The saying of the mantra is an act of pure selflessness. Every time we say it, we renounce, we leave behind our own thoughts, our own concerns, our own hopes, our own fears. In saying the mantra, we become “the eye that sees but that cannot see itself.” [ . . .] We gradually learn to look beyond ourselves. We learn to see with a vision that focuses itself ahead of us, In God. In that focusing, everything that we are, everything in our life, becomes aligned and falls into proper place.
Mediation is powerful because it leads us into this order, into this tranquility, into this peace. This is so because our order of values is changed. Instead of being based on the self, the ego, on success, on self-promotion, these limiting factors, it becomes based on God. We discover, in the revelation that takes place in our heart, the revelation when we discover the presence of Jesus there, that God is love. This brings us to the conclusion that unleashes great power: that there is only one thing that matters ultimately, which is that we grow in love. Everything else is secondary. Everything else is consequential.

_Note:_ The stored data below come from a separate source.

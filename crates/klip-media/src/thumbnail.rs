//! Thumbnail extraction.

use std::path::Path;
use tracing::debug;

use crate::command::{FfmpegCommand, FfmpegRunner};
use crate::error::{MediaError, MediaResult};
use crate::probe::get_duration;

/// Output width in pixels; height follows the source aspect ratio.
const THUMBNAIL_WIDTH: u32 = 480;

const THUMBNAIL_TIMEOUT_SECS: u64 = 30;

/// Extract a single JPEG frame at 25% of the clip's duration.
///
/// Callers treat thumbnail failure as non-fatal; this function still
/// reports errors so they can be logged.
pub async fn generate_thumbnail(
    input: impl AsRef<Path>,
    output: impl AsRef<Path>,
) -> MediaResult<()> {
    let input = input.as_ref();
    if !input.exists() {
        return Err(MediaError::FileNotFound(input.to_path_buf()));
    }

    let duration = get_duration(input).await?;
    let seek_to = duration * 0.25;

    let cmd = FfmpegCommand::new(input, output.as_ref())
        .seek(seek_to)
        .single_frame()
        .video_filter(format!("scale={THUMBNAIL_WIDTH}:-2"));

    FfmpegRunner::new()
        .with_timeout(THUMBNAIL_TIMEOUT_SECS)
        .run(&cmd)
        .await?;

    debug!(
        input = %input.display(),
        seek_to,
        "generated thumbnail"
    );
    Ok(())
}

#[cfg(test)]
mod tests {
    use super::*;

    #[tokio::test]
    async fn missing_input_is_an_error() {
        let err = generate_thumbnail("/nonexistent/clip.mp4", "/tmp/thumb.jpg")
            .await
            .unwrap_err();
        assert!(matches!(err, MediaError::FileNotFound(_)));
    }
}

After meditation: Hafiz, “With That Moon Language” in LOVE POEMS FROM GOD: Sacred Voices from the East and West, ed. Daniel Ladinsky (New York: Penguin Compass, 2002), p. 175.
WITH THAT MOON LANGUAGE
Everyone you see, you say to them, “love me.”
Of course you do not do this out loud, otherwise
someone would call the cops.
Still, though, think about this, this great pull in us to connect.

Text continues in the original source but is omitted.